Saved data entries
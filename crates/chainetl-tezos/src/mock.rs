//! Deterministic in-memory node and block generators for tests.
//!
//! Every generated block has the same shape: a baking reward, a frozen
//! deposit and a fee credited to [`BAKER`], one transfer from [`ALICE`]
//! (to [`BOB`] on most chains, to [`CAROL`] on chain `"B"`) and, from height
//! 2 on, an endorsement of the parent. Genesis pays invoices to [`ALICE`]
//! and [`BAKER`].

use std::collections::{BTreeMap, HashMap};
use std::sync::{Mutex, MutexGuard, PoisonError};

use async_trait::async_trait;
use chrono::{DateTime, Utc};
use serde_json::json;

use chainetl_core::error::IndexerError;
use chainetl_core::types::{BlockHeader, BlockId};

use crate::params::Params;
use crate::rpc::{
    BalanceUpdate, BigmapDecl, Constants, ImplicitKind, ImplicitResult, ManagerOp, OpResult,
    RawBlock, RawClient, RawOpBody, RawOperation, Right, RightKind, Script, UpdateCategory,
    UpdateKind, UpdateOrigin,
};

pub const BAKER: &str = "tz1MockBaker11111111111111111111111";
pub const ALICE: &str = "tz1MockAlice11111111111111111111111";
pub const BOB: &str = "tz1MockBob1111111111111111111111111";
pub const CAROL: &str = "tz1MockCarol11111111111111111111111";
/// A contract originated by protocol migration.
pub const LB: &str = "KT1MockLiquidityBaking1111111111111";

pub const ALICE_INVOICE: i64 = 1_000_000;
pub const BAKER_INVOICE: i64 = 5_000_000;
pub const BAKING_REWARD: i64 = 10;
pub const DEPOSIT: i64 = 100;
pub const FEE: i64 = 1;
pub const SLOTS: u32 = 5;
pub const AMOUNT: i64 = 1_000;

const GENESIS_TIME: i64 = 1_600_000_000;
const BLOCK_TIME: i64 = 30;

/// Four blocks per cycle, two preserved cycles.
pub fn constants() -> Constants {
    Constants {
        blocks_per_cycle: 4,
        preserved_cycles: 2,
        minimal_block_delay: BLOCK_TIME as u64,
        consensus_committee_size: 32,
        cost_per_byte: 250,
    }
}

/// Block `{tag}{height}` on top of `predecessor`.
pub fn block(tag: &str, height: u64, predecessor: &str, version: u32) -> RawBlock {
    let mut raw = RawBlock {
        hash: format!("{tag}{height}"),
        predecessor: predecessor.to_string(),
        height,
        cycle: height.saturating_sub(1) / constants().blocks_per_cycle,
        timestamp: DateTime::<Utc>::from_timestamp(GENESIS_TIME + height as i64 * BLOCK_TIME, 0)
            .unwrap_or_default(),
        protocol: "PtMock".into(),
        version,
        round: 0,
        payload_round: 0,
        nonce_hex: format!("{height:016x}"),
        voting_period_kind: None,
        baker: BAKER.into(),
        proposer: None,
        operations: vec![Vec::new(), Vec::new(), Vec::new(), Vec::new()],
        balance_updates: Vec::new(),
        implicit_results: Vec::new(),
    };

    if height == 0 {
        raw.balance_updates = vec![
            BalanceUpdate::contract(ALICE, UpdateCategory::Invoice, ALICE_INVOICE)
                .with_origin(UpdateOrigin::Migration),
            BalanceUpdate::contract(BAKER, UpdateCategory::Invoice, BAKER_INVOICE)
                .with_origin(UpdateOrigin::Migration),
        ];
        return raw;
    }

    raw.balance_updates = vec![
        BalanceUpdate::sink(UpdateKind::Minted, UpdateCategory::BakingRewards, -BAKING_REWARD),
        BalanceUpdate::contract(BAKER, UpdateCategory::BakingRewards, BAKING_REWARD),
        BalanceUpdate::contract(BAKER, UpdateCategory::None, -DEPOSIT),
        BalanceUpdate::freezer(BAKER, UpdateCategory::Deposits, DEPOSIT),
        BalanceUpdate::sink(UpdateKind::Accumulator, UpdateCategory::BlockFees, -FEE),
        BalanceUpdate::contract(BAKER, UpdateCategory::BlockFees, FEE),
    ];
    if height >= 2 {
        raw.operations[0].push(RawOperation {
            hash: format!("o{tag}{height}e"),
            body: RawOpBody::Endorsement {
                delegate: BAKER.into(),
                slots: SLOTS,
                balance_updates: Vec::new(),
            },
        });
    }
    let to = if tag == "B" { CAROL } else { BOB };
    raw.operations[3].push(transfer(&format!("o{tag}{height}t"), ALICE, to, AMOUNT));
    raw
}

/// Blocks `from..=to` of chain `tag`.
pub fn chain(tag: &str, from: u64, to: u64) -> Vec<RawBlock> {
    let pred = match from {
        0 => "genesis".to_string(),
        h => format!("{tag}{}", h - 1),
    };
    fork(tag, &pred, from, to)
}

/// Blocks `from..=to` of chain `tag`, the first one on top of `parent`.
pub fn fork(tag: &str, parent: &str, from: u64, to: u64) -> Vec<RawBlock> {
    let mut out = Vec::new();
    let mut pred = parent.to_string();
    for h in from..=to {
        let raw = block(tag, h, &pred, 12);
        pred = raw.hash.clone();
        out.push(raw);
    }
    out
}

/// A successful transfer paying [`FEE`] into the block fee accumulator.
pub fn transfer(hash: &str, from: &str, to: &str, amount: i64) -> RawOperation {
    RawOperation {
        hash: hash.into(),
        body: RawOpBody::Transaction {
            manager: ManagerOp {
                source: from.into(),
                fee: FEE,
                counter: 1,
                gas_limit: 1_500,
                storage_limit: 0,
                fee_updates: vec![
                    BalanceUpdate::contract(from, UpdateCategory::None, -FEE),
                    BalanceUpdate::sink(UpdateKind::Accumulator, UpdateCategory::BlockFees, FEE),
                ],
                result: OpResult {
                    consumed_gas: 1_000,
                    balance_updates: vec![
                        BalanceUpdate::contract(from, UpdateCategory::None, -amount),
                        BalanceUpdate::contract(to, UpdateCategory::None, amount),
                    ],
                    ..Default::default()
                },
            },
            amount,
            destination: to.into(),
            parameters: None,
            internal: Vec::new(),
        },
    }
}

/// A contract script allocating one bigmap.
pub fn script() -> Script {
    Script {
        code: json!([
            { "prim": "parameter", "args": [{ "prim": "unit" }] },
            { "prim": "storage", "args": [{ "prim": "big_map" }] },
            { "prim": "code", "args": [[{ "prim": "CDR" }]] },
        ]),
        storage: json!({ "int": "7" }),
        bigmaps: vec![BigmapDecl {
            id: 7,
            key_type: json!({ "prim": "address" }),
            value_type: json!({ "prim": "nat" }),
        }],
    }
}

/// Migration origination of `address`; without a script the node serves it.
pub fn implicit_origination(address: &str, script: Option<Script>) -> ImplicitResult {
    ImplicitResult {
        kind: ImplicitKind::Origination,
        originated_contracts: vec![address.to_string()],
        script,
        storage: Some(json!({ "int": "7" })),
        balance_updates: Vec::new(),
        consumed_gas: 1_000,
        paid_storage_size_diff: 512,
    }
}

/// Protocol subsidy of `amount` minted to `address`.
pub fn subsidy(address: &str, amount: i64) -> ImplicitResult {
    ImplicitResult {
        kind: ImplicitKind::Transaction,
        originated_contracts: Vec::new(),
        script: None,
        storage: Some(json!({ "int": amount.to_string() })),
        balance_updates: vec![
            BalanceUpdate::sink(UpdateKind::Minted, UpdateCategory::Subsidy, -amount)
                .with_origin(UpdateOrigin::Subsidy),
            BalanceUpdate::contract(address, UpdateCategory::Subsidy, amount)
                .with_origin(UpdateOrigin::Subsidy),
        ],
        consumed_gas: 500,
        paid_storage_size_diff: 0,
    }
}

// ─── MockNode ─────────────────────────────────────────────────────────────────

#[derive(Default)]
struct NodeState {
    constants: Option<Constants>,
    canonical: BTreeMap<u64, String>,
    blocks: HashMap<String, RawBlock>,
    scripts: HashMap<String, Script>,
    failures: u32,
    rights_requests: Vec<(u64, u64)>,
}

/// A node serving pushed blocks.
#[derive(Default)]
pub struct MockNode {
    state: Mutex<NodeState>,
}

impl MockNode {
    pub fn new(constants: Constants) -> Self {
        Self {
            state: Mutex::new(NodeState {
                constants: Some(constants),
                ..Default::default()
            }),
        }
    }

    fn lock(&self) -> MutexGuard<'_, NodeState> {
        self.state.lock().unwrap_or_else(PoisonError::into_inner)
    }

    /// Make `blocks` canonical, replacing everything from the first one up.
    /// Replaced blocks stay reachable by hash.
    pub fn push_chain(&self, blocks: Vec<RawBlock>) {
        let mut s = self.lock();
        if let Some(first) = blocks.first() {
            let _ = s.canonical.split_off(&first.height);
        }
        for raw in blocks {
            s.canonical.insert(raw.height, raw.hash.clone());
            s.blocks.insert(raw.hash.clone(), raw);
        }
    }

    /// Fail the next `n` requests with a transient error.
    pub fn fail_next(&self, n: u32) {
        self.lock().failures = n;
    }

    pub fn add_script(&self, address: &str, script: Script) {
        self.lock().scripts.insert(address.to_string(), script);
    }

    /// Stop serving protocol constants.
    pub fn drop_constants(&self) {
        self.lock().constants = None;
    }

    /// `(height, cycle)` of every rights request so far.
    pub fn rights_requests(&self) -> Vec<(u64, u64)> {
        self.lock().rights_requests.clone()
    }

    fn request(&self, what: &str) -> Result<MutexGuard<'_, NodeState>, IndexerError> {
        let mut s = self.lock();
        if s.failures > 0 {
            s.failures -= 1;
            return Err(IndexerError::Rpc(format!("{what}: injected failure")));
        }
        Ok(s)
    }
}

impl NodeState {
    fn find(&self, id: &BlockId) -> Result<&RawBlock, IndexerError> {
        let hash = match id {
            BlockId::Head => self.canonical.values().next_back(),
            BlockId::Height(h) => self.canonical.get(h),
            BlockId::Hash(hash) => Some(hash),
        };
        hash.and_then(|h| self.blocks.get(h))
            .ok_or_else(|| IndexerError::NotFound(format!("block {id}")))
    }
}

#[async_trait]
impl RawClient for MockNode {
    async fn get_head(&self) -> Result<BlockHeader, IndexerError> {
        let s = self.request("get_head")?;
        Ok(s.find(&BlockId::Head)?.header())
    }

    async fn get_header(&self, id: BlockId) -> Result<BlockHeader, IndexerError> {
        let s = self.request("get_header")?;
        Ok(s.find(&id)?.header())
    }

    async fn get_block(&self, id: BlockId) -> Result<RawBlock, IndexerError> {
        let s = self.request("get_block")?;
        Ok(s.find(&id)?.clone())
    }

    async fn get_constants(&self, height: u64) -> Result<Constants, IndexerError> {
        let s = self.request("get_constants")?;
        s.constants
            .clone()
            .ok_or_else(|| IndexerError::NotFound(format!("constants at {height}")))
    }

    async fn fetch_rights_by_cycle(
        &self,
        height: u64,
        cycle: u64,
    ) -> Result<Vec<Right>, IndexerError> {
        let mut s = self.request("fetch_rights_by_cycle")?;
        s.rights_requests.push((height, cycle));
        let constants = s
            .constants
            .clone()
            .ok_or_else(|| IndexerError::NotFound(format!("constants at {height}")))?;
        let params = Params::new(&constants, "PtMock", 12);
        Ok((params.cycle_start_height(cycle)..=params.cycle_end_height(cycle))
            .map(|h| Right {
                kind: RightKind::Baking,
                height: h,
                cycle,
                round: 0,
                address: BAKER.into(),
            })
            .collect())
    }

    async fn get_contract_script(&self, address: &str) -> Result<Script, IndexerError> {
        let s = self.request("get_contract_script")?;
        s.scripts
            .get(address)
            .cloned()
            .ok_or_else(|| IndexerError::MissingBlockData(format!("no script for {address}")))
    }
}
* * *
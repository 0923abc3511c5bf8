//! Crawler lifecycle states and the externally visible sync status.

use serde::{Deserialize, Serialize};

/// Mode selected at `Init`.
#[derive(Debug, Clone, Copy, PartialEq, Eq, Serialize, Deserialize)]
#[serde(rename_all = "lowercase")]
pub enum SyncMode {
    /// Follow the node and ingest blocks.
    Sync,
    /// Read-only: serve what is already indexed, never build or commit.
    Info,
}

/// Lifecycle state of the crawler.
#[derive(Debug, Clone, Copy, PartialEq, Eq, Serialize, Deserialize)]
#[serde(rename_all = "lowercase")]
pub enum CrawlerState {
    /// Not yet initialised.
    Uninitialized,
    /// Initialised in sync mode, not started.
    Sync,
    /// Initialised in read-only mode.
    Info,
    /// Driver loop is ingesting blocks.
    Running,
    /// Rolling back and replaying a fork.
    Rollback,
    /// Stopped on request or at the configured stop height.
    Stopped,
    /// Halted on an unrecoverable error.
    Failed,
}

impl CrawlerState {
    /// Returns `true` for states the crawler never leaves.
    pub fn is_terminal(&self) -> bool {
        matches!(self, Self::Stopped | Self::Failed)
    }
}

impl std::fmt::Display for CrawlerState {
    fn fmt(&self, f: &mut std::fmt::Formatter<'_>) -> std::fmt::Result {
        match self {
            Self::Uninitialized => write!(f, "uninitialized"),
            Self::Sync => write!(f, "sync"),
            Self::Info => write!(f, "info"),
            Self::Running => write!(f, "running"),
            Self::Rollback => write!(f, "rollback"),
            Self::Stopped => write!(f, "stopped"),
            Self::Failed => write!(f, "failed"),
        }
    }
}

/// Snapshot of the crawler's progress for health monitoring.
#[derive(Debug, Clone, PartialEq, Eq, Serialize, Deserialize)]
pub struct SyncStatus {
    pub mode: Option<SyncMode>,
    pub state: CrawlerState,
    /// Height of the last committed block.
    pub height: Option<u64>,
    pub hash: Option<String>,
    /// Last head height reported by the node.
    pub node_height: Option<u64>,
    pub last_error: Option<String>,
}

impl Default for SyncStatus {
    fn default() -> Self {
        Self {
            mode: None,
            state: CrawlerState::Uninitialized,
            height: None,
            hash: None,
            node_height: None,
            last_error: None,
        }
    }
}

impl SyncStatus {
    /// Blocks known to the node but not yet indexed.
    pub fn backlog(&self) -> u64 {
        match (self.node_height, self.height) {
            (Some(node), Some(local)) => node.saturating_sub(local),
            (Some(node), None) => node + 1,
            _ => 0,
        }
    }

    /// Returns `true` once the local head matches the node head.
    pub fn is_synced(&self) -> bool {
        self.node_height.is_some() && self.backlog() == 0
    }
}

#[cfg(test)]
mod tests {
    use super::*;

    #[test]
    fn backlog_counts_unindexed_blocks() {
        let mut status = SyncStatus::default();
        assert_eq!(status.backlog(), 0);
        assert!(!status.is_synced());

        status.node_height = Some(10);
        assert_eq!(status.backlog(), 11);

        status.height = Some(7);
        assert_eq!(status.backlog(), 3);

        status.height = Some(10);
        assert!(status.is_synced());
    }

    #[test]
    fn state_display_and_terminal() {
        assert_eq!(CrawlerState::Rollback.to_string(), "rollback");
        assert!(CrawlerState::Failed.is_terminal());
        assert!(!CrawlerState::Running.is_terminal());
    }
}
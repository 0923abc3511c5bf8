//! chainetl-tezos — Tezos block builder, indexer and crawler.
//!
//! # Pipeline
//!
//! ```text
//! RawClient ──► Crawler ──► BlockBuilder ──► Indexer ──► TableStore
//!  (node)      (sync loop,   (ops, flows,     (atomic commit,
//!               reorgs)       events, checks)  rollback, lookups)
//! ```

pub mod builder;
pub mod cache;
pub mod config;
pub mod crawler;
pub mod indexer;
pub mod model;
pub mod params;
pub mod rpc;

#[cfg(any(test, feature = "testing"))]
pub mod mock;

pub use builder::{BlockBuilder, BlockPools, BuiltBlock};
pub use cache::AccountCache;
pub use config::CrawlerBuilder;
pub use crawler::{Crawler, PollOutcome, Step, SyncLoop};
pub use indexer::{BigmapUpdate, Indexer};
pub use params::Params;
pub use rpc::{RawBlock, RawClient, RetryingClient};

» PROBLEM STATEMENT
Count the lines in the records above that contain the word "ImplicitKind", and report only that number.

» WRITTEN ANSWER
3